Compte-tenu de ces précisions, sous réserve de vérification que votre titre de propriété ne qualifie pas de mitoyen le mur qui vous sépare de votre voisin, il résulte de la jurisprudence bien établie que ce mur appartient exclusivement à votre voisin dont le terrain surplombe le vôtre.
Dans ces conditions, c’est à votre voisin qu’incombe la charge de l’entretien et des réparations du mur endommagé.
Par exception, le coût de réparation pourrait être mis à votre charge dans l’hypothèse où vous seriez responsable exclusivement de la brèche qui s’est produite dans le mur (par exemple si des travaux d’excavation réalisés sur votre propriété ou encore des racines provenant de plantations sur votre terrain sont à l’origine de la destruction du mur).
Je vous conseille donc d’adresser à votre voisin, par courrier recommandé avec accusé de réception, une mise en demeure d’avoir à réparer le mur de soutènement. Vous pouvez en outre lui demander d’indemniser le préjudice que vous cause la brèche, consistant dans le fait qu’il vous est impossible de jouir en toute sérénité de votre jardin en raison du danger lié au risque d’éboulement.
En cas de refus de votre voisin, vous avez la possibilité de vous pourvoir en justice, tout d’abord pour solliciter une expertise judiciaire devant le Juge des Référés.
Cette expertise permettra de :
- déterminer la cause de la brèche,
- décrire et chiffrer les travaux de nature à permettre la réfection du mur afin qu’il assure sa fonction de retenue des terres sans danger pour votre propriété.
- donner tous éléments d’appréciation du préjudice de jouissance que vous subissez.
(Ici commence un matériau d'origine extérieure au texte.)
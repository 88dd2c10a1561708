// Copyright 2026, Jeroen van Erp <jeroen@geeko.me>
// SPDX-License-Identifier: Apache-2.0

//! Computes the additions that wire a Pod up for backups.
//!
//! The mutator never touches its input. It returns a [`PodSpecPatch`] holding only the
//! elements that are missing, matched by their fixed names, so running it on an already
//! mutated spec yields an empty patch.

use std::collections::BTreeMap;

use json_patch::{AddOperation, Patch, PatchOperation};
use jsonptr::PointerBuf;
use k8s_openapi::api::core::v1::{Container, NFSVolumeSource, PodSpec, Volume, VolumeMount};
use serde::Serialize;

use crate::backup::config::{backup_name, container_name, restore_exec};
use crate::backup::container::select_main_container_index;
use crate::config::{require_nfs, NfsTarget};
use crate::constants::injection::{BACKUP_MOUNT_PATH, BACKUP_VOLUME_NAME, RESTORER_NAME};
use crate::error::{KabError, Result};

/// Volume mounts appended to one container
#[derive(Debug, Clone, PartialEq)]
pub struct MountAddition {
    pub container_index: usize,
    pub volume_mounts: Vec<VolumeMount>,
}

/// Additive changes to a Pod spec
#[derive(Debug, Clone, Default, PartialEq)]
pub struct PodSpecPatch {
    pub volumes: Vec<Volume>,
    pub volume_mounts: Option<MountAddition>,
    pub init_containers: Vec<Container>,
}

/// Compute the backup volume, mount and restorer init container missing from `spec`
pub fn mutate_pod(
    spec: &PodSpec,
    annotations: &BTreeMap<String, String>,
    nfs: Option<&NfsTarget>,
) -> Result<PodSpecPatch> {
    let mut patch = PodSpecPatch::default();

    if !has_named(spec.volumes.as_deref(), |v| &v.name, BACKUP_VOLUME_NAME) {
        let nfs = require_nfs(nfs)?;
        patch.volumes.push(Volume {
            name: BACKUP_VOLUME_NAME.to_string(),
            nfs: Some(NFSVolumeSource {
                server: nfs.server.clone(),
                path: nfs.backup_path(backup_name(annotations)),
                read_only: None,
            }),
            ..Default::default()
        });
    }

    let index = select_main_container_index(spec, container_name(annotations))?;
    let mut main = spec.containers[index].clone();

    if !has_named(main.volume_mounts.as_deref(), |m| &m.name, BACKUP_VOLUME_NAME) {
        let mount = VolumeMount {
            name: BACKUP_VOLUME_NAME.to_string(),
            mount_path: BACKUP_MOUNT_PATH.to_string(),
            read_only: Some(false),
            ..Default::default()
        };
        main.volume_mounts.get_or_insert_with(Vec::new).push(mount.clone());
        patch.volume_mounts = Some(MountAddition {
            container_index: index,
            volume_mounts: vec![mount],
        });
    }

    if !has_named(spec.init_containers.as_deref(), |c| &c.name, RESTORER_NAME) {
        let restore = restore_exec(annotations)?;
        patch.init_containers.push(Container {
            name: RESTORER_NAME.to_string(),
            command: Some(restore.argv()),
            ..main
        });
    }

    Ok(patch)
}

fn has_named<T>(items: Option<&[T]>, name_of: impl Fn(&T) -> &String, name: &str) -> bool {
    items.is_some_and(|items| items.iter().any(|item| name_of(item) == name))
}

impl PodSpecPatch {
    pub fn is_empty(&self) -> bool {
        self.volumes.is_empty() && self.volume_mounts.is_none() && self.init_containers.is_empty()
    }

    /// The spec with this patch applied
    pub fn applied_to(&self, spec: &PodSpec) -> PodSpec {
        let mut patched = spec.clone();

        if !self.volumes.is_empty() {
            patched
                .volumes
                .get_or_insert_with(Vec::new)
                .extend(self.volumes.iter().cloned());
        }
        if let Some(addition) = &self.volume_mounts {
            patched.containers[addition.container_index]
                .volume_mounts
                .get_or_insert_with(Vec::new)
                .extend(addition.volume_mounts.iter().cloned());
        }
        if !self.init_containers.is_empty() {
            patched
                .init_containers
                .get_or_insert_with(Vec::new)
                .extend(self.init_containers.iter().cloned());
        }

        patched
    }

    /// Express the patch as RFC 6902 operations against the Pod the spec belongs to
    pub fn to_json_patch(&self, spec: &PodSpec) -> Result<Patch> {
        let mut ops = Vec::new();

        append_ops(&mut ops, &["spec", "volumes"], spec.volumes.is_some(), &self.volumes)?;

        if let Some(addition) = &self.volume_mounts {
            let index = addition.container_index.to_string();
            let exists = spec.containers[addition.container_index]
                .volume_mounts
                .is_some();
            append_ops(
                &mut ops,
                &["spec", "containers", index.as_str(), "volumeMounts"],
                exists,
                &addition.volume_mounts,
            )?;
        }

        append_ops(
            &mut ops,
            &["spec", "initContainers"],
            spec.init_containers.is_some(),
            &self.init_containers,
        )?;

        Ok(Patch(ops))
    }
}

/// Append `items` to the array at `path`, creating the array when it does not exist yet
fn append_ops<T: Serialize>(
    ops: &mut Vec<PatchOperation>,
    path: &[&str],
    exists: bool,
    items: &[T],
) -> Result<()> {
    if items.is_empty() {
        return Ok(());
    }

    if !exists {
        ops.push(PatchOperation::Add(AddOperation {
            path: PointerBuf::from_tokens(path.iter().copied()),
            value: to_value(items)?,
        }));
        return Ok(());
    }

    for item in items {
        ops.push(PatchOperation::Add(AddOperation {
            path: PointerBuf::from_tokens(path.iter().copied().chain(["-"])),
            value: to_value(item)?,
        }));
    }
    Ok(())
}

fn to_value<T: Serialize + ?Sized>(value: &T) -> Result<serde_json::Value> {
    serde_json::to_value(value).map_err(|e| KabError::Patch(e.to_string()))
}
Sur la base du rapport d’expertise qui sera déposé, si votre voisin refuse encore de vous indemniser et de procéder aux travaux de réfection, vous aurez la possibilité, par l’intermédiaire de votre Avocat, de saisir le Tribunal de Grande Instance pour demander que votre voisin soit condamné :
- à procéder, le cas échéant sous astreinte, aux travaux préconisés par l’expert judiciaire,
- à vous indemniser de votre préjudice de jouissance,
- à prendre en charge les frais que vous aurez exposés dans le cadre de la procédure judiciaire, y compris les frais de l’expertise.